WHAT IS REQUIRED: All of the data beneath this instruction is to be transcribed word for word.

┄┄┄┄┄┄┄┄┄┄┄┄┄┄┄┄┄┄┄┄

use crate::events::UiEvent;

/// Label shown while the application is muted.
pub const MUTED_LABEL: &str = "✕";

/// What the volume indicator displays.
///
/// The slider position and the label are tracked separately: muting moves
/// the slider to zero and swaps the label for [`MUTED_LABEL`], while a drag
/// updates the label without going through an event.
#[derive(Debug, Clone, PartialEq, Eq)]
pub struct PopupModel {
    slider: u8,
    label: String,
    icon: Option<String>,
    muted: bool,
    visible: bool,
}

impl Default for PopupModel {
    fn default() -> Self {
        PopupModel {
            slider: 0,
            label: MUTED_LABEL.to_string(),
            icon: None,
            muted: false,
            visible: false,
        }
    }
}

impl PopupModel {
    pub fn new() -> Self {
        Self::default()
    }

    /// Update from a controller event and become visible.
    pub fn apply(&mut self, event: &UiEvent) {
        match event {
            UiEvent::VolumeChanged { percent, icon } | UiEvent::Unmuted { percent, icon } => {
                self.slider = (*percent).min(100);
                self.label = self.slider.to_string();
                self.icon = icon.clone();
                self.muted = false;
            }
            UiEvent::Muted { icon } => {
                self.slider = 0;
                self.label = MUTED_LABEL.to_string();
                self.icon = icon.clone();
                self.muted = true;
            }
        }
        self.visible = true;
    }

    /// The user moved the slider. Returns the clamped value to apply.
    pub fn drag(&mut self, percent: u8) -> u8 {
        self.slider = percent.min(100);
        self.label = self.slider.to_string();
        self.muted = false;
        self.visible = true;
        self.slider
    }

    pub fn hide(&mut self) {
        self.visible = false;
    }

    #[must_use]
    pub fn slider(&self) -> u8 {
        self.slider
    }

    #[must_use]
    pub fn label(&self) -> &str {
        &self.label
    }

    #[must_use]
    pub fn is_muted(&self) -> bool {
        self.muted
    }

    #[must_use]
    pub fn is_visible(&self) -> bool {
        self.visible
    }

    /// Icon to display: the one supplied with the last event, or a
    /// freedesktop icon name derived from the current level.
    #[must_use]
    pub fn icon_name(&self) -> String {
        if let Some(icon) = &self.icon {
            return icon.clone();
        }
        let name = match (self.muted, self.slider) {
            (true, _) | (false, 0) => "audio-volume-muted",
            (false, 1..=33) => "audio-volume-low",
            (false, 34..=66) => "audio-volume-medium",
            _ => "audio-volume-high",
        };
        name.to_string()
    }
}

┄┄┄┄┄┄┄┄┄┄┄┄┄┄┄┄┄┄┄┄

ANSWER BOX:
use crate::events::UiEvent;

/// Label shown while the application is muted.
pub const MUTED_LABEL: &str = "✕";

/// What the volume indicator displays.
///
/// The slider position and the label are tracked separately: muting moves
/// the slider to zero and swaps the label for [`MUTED_LABEL`], while a drag
/// updates the label without going through an event.
#[derive(Debug, Clone, PartialEq, Eq)]
pub struct PopupModel {
    slider: u8,
    label: String,
    icon: Option<String>,
    muted: bool,
    visible: bool,
}

impl Default for PopupModel {
    fn default() -> Self {
        PopupModel {
            slider: 0,
            label: MUTED_LABEL.to_string(),
            icon: None,
            muted: false,
            visible: false,
        }
    }
}

impl PopupModel {
    pub fn new() -> Self {
        Self::default()
    }

    /// Update from a controller event and become visible.
    pub fn apply(&mut self, event: &UiEvent) {
        match event {
            UiEvent::VolumeChanged { percent, icon } | UiEvent::Unmuted { percent, icon } => {
                self.slider = (*percent).min(100);
                self.label = self.slider.to_string();
                self.icon = icon.clone();
                self.muted = false;
            }
            UiEvent::Muted { icon } => {
                self.slider = 0;
                self.label = MUTED_LABEL.to_string();
                self.icon = icon.clone();
                self.muted = true;
            }
        }
        self.visible = true;
    }

    /// The user moved the slider. Returns the clamped value to apply.
    pub fn drag(&mut self, percent: u8) -> u8 {
        self.slider = percent.min(100);
        self.label = self.slider.to_string();
        self.muted = false;
        self.visible = true;
        self.slider
    }

    pub fn hide(&mut self) {
        self.visible = false;
    }

    #[must_use]
    pub fn slider(&self) -> u8 {
        self.slider
    }

    #[must_use]
    pub fn label(&self) -> &str {
        &self.label
    }

    #[must_use]
    pub fn is_muted(&self) -> bool {
        self.muted
    }

    #[must_use]
    pub fn is_visible(&self) -> bool {
        self.visible
    }

    /// Icon to display: the one supplied with the last event, or a
    /// freedesktop icon name derived from the current level.
    #[must_use]
    pub fn icon_name(&self) -> String {
        if let Some(icon) = &self.icon {
            return icon.clone();
        }
        let name = match (self.muted, self.slider) {
            (true, _) | (false, 0) => "audio-volume-muted",
            (false, 1..=33) => "audio-volume-low",
            (false, 34..=66) => "audio-volume-medium",
            _ => "audio-volume-high",
        };
        name.to_string()
    }
}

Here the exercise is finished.